Minister of State assisting the Prime Minister
- In office 8 July 2004 – 4 April 2006
- Prime Minister: Sir Allan Kemakeza

Leader of the Opposition
- In office 26 May 2003 – 7 July 2004
- Preceded by: Patteson Oti
- Succeeded by: Francis Billy Hilly

Member of Parliament for West Kwaio
- In office 5 December 2001 – 4 April 2006
- Preceded by: George Luilamo
- Succeeded by: Peter Tom

Personal details
- Born: 29 January 1952 Buma Village, Malaita Province
- Died: 2007 (aged 54–55)

= John Garo =

Solomon Islands politician (1952–2007)

John Garo (born 29 January 1952 in Buma Village, Malaita Province; died 2007) was a Solomon Islands politician.

He was elected to the National Parliament as MP for West Kwaio in the December 2001 general election. In May 2003, he was elected Leader of the Official Opposition.

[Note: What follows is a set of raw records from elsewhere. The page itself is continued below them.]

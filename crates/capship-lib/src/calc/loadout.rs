//! Weapons, equipment and ammunition weights.

use crate::rounding::ceil_half_ton;
use crate::vessel::{Mounted, Vessel};

/// Standalone miscellaneous equipment.
pub fn misc_weight(vessel: &Vessel<'_>) -> f64 {
    vessel.misc().map(Mounted::tonnage).sum()
}

/// Every weapon, standalone or inside a bay.
pub fn weapon_weight(vessel: &Vessel<'_>) -> f64 {
    vessel.weapons().map(Mounted::tonnage).sum()
}

/// Weight of one ammo mount: whole bins of `shots_per_ton`, half-ton rounded.
pub fn ammo_mount_weight(mounted: &Mounted<'_>) -> f64 {
    let shots_per_ton = mounted.kind.shots_per_ton.max(1);
    let bins = mounted.mount.shots.div_ceil(shots_per_ton);
    ceil_half_ton(mounted.tonnage() * f64::from(bins))
}

/// Ammunition that has a location. Unplaced ammo belongs to one-shot weapons
/// and is carried in the launcher's own weight.
pub fn ammo_weight(vessel: &Vessel<'_>) -> f64 {
    vessel
        .all_mounted()
        .filter(|m| m.kind.is_ammo() && m.arc.is_some())
        .map(ammo_mount_weight)
        .sum()
}

/// Crew required by installed miscellaneous equipment.
pub fn equipment_crew(vessel: &Vessel<'_>) -> u32 {
    vessel.misc().map(|m| m.kind.crew).sum()
}

#[cfg(test)]
mod tests {
    use super::*;
    use crate::design::{EquipmentMount, WeaponBay};
    use crate::hull::{Arc, HullClass};
    use crate::test_helpers;

    #[test]
    fn loadout_weights() {
        let catalog = test_helpers::catalog();
        let mut design = test_helpers::design(HullClass::WarShip, 500_000.0);
        design.equipment = vec![
            EquipmentMount::new("NL55", Arc::Nose),
            EquipmentMount::new("HPG", Arc::Nose),
            EquipmentMount {
                tonnage: Some(75.0),
                ..EquipmentMount::new("HPG", Arc::Aft)
            },
            EquipmentMount {
                arc: None,
                ..EquipmentMount::ammo("AC5Ammo", Arc::Nose, 20)
            },
        ];
        design.weapon_bays = vec![WeaponBay {
            name: "Nose AC".to_string(),
            arc: Arc::Nose,
            weapons: vec![
                EquipmentMount::new("AC5", Arc::Nose),
                EquipmentMount::new("AC5", Arc::Nose),
            ],
            ammo: vec![EquipmentMount::ammo("AC5Ammo", Arc::Nose, 45)],
        }];
        let vessel = Vessel::resolve(&design, &catalog).expect("resolve");

        assert_eq!(misc_weight(&vessel), 125.0);
        assert_eq!(weapon_weight(&vessel), 1100.0 + 16.0);
        // 45 shots at 20 per ton fill three bins; unplaced ammo is free.
        assert_eq!(ammo_weight(&vessel), 3.0);
        assert_eq!(equipment_crew(&vessel), 20);
    }
}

He was, at the time, an independent MP. Two months later, as Leader of the Opposition, he supported Prime Minister Allan Kemakeza's motion requesting that an Australian-led international peacekeeping force be deployed in Solomon Islands, in the wake of armed ethnic conflict on Guadalcanal. This led to the Regional Assistance Mission to Solomon Islands (RAMSI). In July 2004, he benefited from a Cabinet reshuffle, leaving the Opposition and joining the government as Minister of State assisting the Prime Minister.

He was not re-elected to Parliament in 2006, and died the following year.